DIRECTIONS:
Report the number of lines holding "persisted" in the material below, and nothing more.

INFORMATION SUPPLIED:
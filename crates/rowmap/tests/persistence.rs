//! Creation, persist and delete through the facade.

mod common;

use common::*;
use rowmap::prelude::*;
use rowmap_session::testing::KeyWidth;

#[test]
fn create_modify_persist_round_trip() {
    let store = store();

    let created = store.new_objects::<Widget>(vec![None]).unwrap();
    assert_eq!(created.len(), 1);
    let widget = &created[0];
    assert_eq!(*widget.id(), 1);
    assert_eq!(widget.name().unwrap(), "");
    assert_eq!(widget.price().unwrap(), 0);

    let mut draft = widget.modify();
    draft.set_price(12).unwrap();
    assert_eq!(draft.dirty_fields(), vec!["price"]);
    assert_eq!(widget.price().unwrap(), 0);

    let persisted = store.persist(vec![draft.finish()]).unwrap();
    assert!(Entity::ptr_eq(&persisted[0], widget));
    assert_eq!(widget.price().unwrap(), 12);
    assert_eq!(stored_price(store.connection(), 1), Some(Value::Int(12)));

    let cached = store.get::<Widget>(&1, GetPolicy::LocalOnly).unwrap().unwrap();
    assert!(Entity::ptr_eq(&cached, widget));
}

#[test]
fn new_objects_mixes_explicit_and_generated_ids() {
    let store = store();
    let created = store
        .new_objects::<Widget>(vec![Some(10), None, Some(11)])
        .unwrap();

    let ids: Vec<i64> = created.iter().map(|w| *w.id()).collect();
    assert_eq!(ids, vec![10, 12, 11]);
    assert_eq!(store.connection().row_count("widgets"), 3);
    assert_eq!(store.connection().commits(), 1);
    assert_eq!(store.cached_count::<Widget>().unwrap(), 3);
}

#[test]
fn new_objects_count_and_single_helpers() {
    let store = store();
    assert_eq!(store.new_objects_count::<Widget>(3).unwrap().len(), 3);
    assert_eq!(*store.new_object::<Widget>().unwrap().id(), 4);
    assert_eq!(*store.new_object_with_id::<Widget>(50).unwrap().id(), 50);
}

#[test]
fn explicit_id_conflict_rolls_back_creation() {
    let store = store();
    seed_widget(store.connection(), 7, "taken", 1);

    let err = store
        .new_objects::<Widget>(vec![Some(6), Some(7)])
        .unwrap_err();
    assert!(err.is_storage());
    assert_eq!(store.connection().row_count("widgets"), 1);
    assert_eq!(store.cached_count::<Widget>().unwrap(), 0);
}

#[test]
fn missing_generated_keys_are_a_consistency_error() {
    let store = store();
    store.connection().set_key_width("widgets", KeyWidth::Unreported);

    let err = store.new_object::<Widget>().unwrap_err();
    assert!(err.is_consistency());
    assert_eq!(store.connection().row_count("widgets"), 0);
    assert_eq!(store.connection().rollbacks(), 1);
    assert_eq!(store.cached_count::<Widget>().unwrap(), 0);
}

#[test]
fn generated_keys_are_normalized_to_the_id_type() {
    let store = store();
    store.register::<Gadget>().unwrap();
    store.connection().set_key_width("widgets", KeyWidth::Int32);
    store.connection().set_key_width("gadgets", KeyWidth::BigNum);

    assert_eq!(*store.new_object::<Widget>().unwrap().id(), 1_i64);
    let gadget = store.new_object::<Gadget>().unwrap();
    assert_eq!(*gadget.id(), 1_i32);
    assert_eq!(gadget.label().unwrap(), None);
}

#[test]
fn strict_normalization_rejects_lossy_keys() {
    let conn = connection();
    conn.seed("gadgets", vec![Value::BigInt(5_000_000_000), Value::Null]);
    let store = EntityStore::with_config(
        conn,
        StoreConfig::default().with_strict_id_normalization(true),
    );
    store.register::<Gadget>().unwrap();

    let err = store.new_object::<Gadget>().unwrap_err();
    assert!(err.is_consistency());
    assert_eq!(store.connection().row_count("gadgets"), 1);
}

#[test]
fn permissive_normalization_leaves_rejection_to_the_id_type() {
    let conn = connection();
    conn.seed("gadgets", vec![Value::BigInt(5_000_000_000), Value::Null]);
    let store = EntityStore::new(conn);
    store.register::<Gadget>().unwrap();

    let err = store.new_object::<Gadget>().unwrap_err();
    assert!(matches!(err, Error::Type(_)));
}

#[test]
fn persist_writes_inserts_before_updates_in_one_transaction() {
    let store = store();
    let existing = store.new_object::<Widget>().unwrap();
    let conn = store.connection();
    conn.clear_log();

    let mut generated = store.stage::<Widget>(None).unwrap();
    generated.set_name("nut".to_string()).unwrap();
    let mut explicit = store.stage::<Widget>(Some(40)).unwrap();
    explicit.set_price(4).unwrap();
    let mut update = existing.modify();
    update.set_name("washer".to_string()).unwrap();

    let out = store
        .persist(vec![generated.finish(), update.finish(), explicit.finish()])
        .unwrap();

    assert_eq!(out.len(), 3);
    assert_eq!(*out[0].id(), 41);
    assert!(Entity::ptr_eq(&out[1], &existing));
    assert_eq!(*out[2].id(), 40);
    assert_eq!(out[0].name().unwrap(), "nut");
    assert_eq!(out[0].price().unwrap(), 0);
    assert_eq!(out[2].price().unwrap(), 4);
    assert_eq!(existing.name().unwrap(), "washer");

    let log = conn.statements();
    assert_eq!(log.len(), 5);
    assert_eq!(log[0], "BEGIN ISOLATION LEVEL READ UNCOMMITTED");
    assert!(log[1].starts_with(r#"INSERT INTO "widgets" ("id", "name", "price")"#));
    assert!(log[2].starts_with(r#"INSERT INTO "widgets" ("name", "price")"#));
    assert_eq!(
        log[3],
        r#"UPDATE "widgets" SET "name" = ?, "price" = ? WHERE "id" = ?"#
    );
    assert_eq!(log[4], "COMMIT");
}

#[test]
fn clean_drafts_are_not_written() {
    let store = store();
    let widget = store.new_object::<Widget>().unwrap();
    store.connection().clear_log();

    let draft = widget.modify();
    assert!(!draft.is_dirty());
    let out = store.persist(vec![draft.finish()]).unwrap();
    assert!(Entity::ptr_eq(&out[0], &widget));
    assert!(store.connection().statements().is_empty());
}

#[test]
fn assign_marks_only_changed_fields() {
    let store = store();
    let widget = store.new_object::<Widget>().unwrap();

    let mut draft = widget.modify();
    draft.assign(&Widget {
        name: String::new(),
        price: 5,
    });
    assert_eq!(draft.dirty_fields(), vec!["price"]);
    store.persist(vec![draft.finish()]).unwrap();
    assert_eq!(widget.price().unwrap(), 5);
}

#[test]
fn failed_batch_update_rolls_back_and_keeps_cache() {
    let store = store();
    let conn = store.connection();
    seed_widget(conn, 1, "a", 1);
    seed_widget(conn, 2, "b", 2);
    let first = store.get::<Widget>(&1, GetPolicy::FetchIfMissing).unwrap().unwrap();
    let second = store.get::<Widget>(&2, GetPolicy::FetchIfMissing).unwrap().unwrap();

    let mut d1 = first.modify();
    d1.set_price(10).unwrap();
    let mut d2 = second.modify();
    d2.set_price(20).unwrap();

    conn.fail_after("UPDATE", 1);
    let err = store.persist(vec![d1.finish(), d2.finish()]).unwrap_err();

    assert!(err.is_storage());
    assert_eq!(first.price().unwrap(), 1);
    assert_eq!(second.price().unwrap(), 2);
    assert_eq!(stored_price(conn, 1), Some(Value::Int(1)));
    assert_eq!(stored_price(conn, 2), Some(Value::Int(2)));
    assert_eq!(conn.rollbacks(), 1);
    assert_eq!(conn.commits(), 0);
}

#[test]
fn updates_from_an_evicted_handle_land_on_the_cached_instance() {
    let store = store();
    let conn = store.connection();
    seed_widget(conn, 1, "a", 1);
    let stale = store.get::<Widget>(&1, GetPolicy::FetchIfMissing).unwrap().unwrap();

    conn.remove_row("widgets", &Value::BigInt(1));
    store.refresh::<Widget>().unwrap();
    assert!(stale.is_removed());
    seed_widget(conn, 1, "a", 1);
    let fresh = store.get::<Widget>(&1, GetPolicy::FetchIfMissing).unwrap().unwrap();
    assert!(!Entity::ptr_eq(&stale, &fresh));

    let mut draft = stale.modify();
    draft.set_price(50).unwrap();
    let out = store.persist(vec![draft.finish()]).unwrap();

    assert!(Entity::ptr_eq(&out[0], &fresh));
    assert_eq!(fresh.price().unwrap(), 50);
    assert_eq!(stored_price(conn, 1), Some(Value::Int(50)));
    assert_eq!(store.cached_count::<Widget>().unwrap(), 1);
}

#[test]
fn updating_a_deleted_row_is_rejected() {
    let store = store();
    let conn = store.connection();
    seed_widget(conn, 1, "a", 1);
    seed_widget(conn, 2, "b", 2);
    let kept = store.get::<Widget>(&1, GetPolicy::FetchIfMissing).unwrap().unwrap();
    let gone = store.get::<Widget>(&2, GetPolicy::FetchIfMissing).unwrap().unwrap();
    assert_eq!(store.delete::<Widget>(&[2]).unwrap(), 1);
    conn.clear_log();

    let mut d1 = kept.modify();
    d1.set_price(10).unwrap();
    let mut d2 = gone.modify();
    d2.set_price(20).unwrap();
    let err = store.persist(vec![d1.finish(), d2.finish()]).unwrap_err();

    assert!(err.is_consistency());
    assert!(err.to_string().contains("widgets"));
    assert_eq!(kept.price().unwrap(), 1);
    assert_eq!(stored_price(conn, 1), Some(Value::Int(1)));
    assert_eq!(conn.row_count("widgets"), 1);
    assert_eq!(conn.statements().last().map(String::as_str), Some("ROLLBACK"));
}

#[test]
fn commit_failure_leaves_cache_untouched() {
    let store = store();
    let widget = store.new_object::<Widget>().unwrap();
    store.connection().fail_on_commit(true);

    let mut draft = widget.modify();
    draft.set_price(99).unwrap();
    assert!(store.persist(vec![draft.finish()]).unwrap_err().is_storage());
    assert_eq!(widget.price().unwrap(), 0);

    assert!(store.new_object::<Widget>().unwrap_err().is_storage());
    assert_eq!(store.cached_count::<Widget>().unwrap(), 1);

    store.connection().clear_failures();
    let mut retry = widget.modify();
    retry.set_price(99).unwrap();
    store.persist(vec![retry.finish()]).unwrap();
    assert_eq!(widget.price().unwrap(), 99);
}

#[test]
fn delete_ignores_missing_ids_and_evicts() {
    let store = store();
    let conn = store.connection();
    seed_widget(conn, 1, "a", 1);
    let widget = store.get::<Widget>(&1, GetPolicy::FetchIfMissing).unwrap().unwrap();

    let deleted = store.delete::<Widget>(&[1, 5]).unwrap();

    assert_eq!(deleted, 1);
    assert!(widget.is_removed());
    assert_eq!(store.cached_count::<Widget>().unwrap(), 0);
    assert_eq!(conn.row_count("widgets"), 0);
    assert_eq!(conn.commits(), 1);
    assert_eq!(
        conn.statements_starting_with("DELETE"),
        vec![r#"DELETE FROM "widgets" WHERE "id" IN (?, ?)"#.to_string()]
    );
}

#[test]
fn delete_entities_marks_handles_removed() {
    let store = store();
    let widgets = store.new_objects_count::<Widget>(2).unwrap();

    assert_eq!(store.delete_entities(&widgets).unwrap(), 2);
    assert!(widgets.iter().all(Entity::is_removed));
    assert_eq!(store.connection().row_count("widgets"), 0);
}

#[test]
fn failed_delete_keeps_entities() {
    let store = store();
    let widget = store.new_object::<Widget>().unwrap();
    store.connection().fail_on("DELETE");

    assert!(store.delete::<Widget>(&[*widget.id()]).unwrap_err().is_storage());
    assert!(!widget.is_removed());
    assert_eq!(store.cached_count::<Widget>().unwrap(), 1);
    assert_eq!(store.connection().row_count("widgets"), 1);
}

#[test]
fn empty_batches_are_no_ops() {
    let store = store();

    assert!(store.persist::<Widget>(Vec::new()).unwrap().is_empty());
    assert_eq!(store.delete::<Widget>(&[]).unwrap(), 0);
    assert!(store.refresh_keys::<Widget>(&[]).unwrap().is_empty());
    assert!(store.new_objects::<Widget>(Vec::new()).unwrap().is_empty());
    assert!(store.connection().statements().is_empty());
    assert_eq!(store.connection().commits(), 0);
}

TASK SOLUTION:
2